Output the full listing exactly.

Material for the task =>
_ _ _ _ _ _ _

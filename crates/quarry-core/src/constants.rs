pub const HASH_SIZE: usize = 32;

/// Serialized header: version, prev hash, merkle root, time, bits, nonce.
pub const HEADER_SIZE: usize = 4 + HASH_SIZE + HASH_SIZE + 4 + 4 + 4;
/// Identity hash message: the serialized header followed by the merkle root again.
pub const IDENTITY_MESSAGE_SIZE: usize = HEADER_SIZE + HASH_SIZE;
/// First byte of the identity hash key inside the identity message.
pub const IDENTITY_KEY_OFFSET: usize = 58;

pub const WITNESS_SCALE_FACTOR: i64 = 4;

/// Upper bound on NeoScrypt scratch memory a profile may request (256 MiB).
pub const MAX_POW_MEMORY: u64 = 256 * 1024 * 1024;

_ _ _ _ _ _ _

Task response =>
filename crates/quarry-core/src/constants.rs
pub const HASH_SIZE: usize = 32;

/// Serialized header: version, prev hash, merkle root, time, bits, nonce.
pub const HEADER_SIZE: usize = 4 + HASH_SIZE + HASH_SIZE + 4 + 4 + 4;
/// Identity hash message: the serialized header followed by the merkle root again.
pub const IDENTITY_MESSAGE_SIZE: usize = HEADER_SIZE + HASH_SIZE;
/// First byte of the identity hash key inside the identity message.
pub const IDENTITY_KEY_OFFSET: usize = 58;

pub const WITNESS_SCALE_FACTOR: i64 = 4;

/// Upper bound on NeoScrypt scratch memory a profile may request (256 MiB).
pub const MAX_POW_MEMORY: u64 = 256 * 1024 * 1024;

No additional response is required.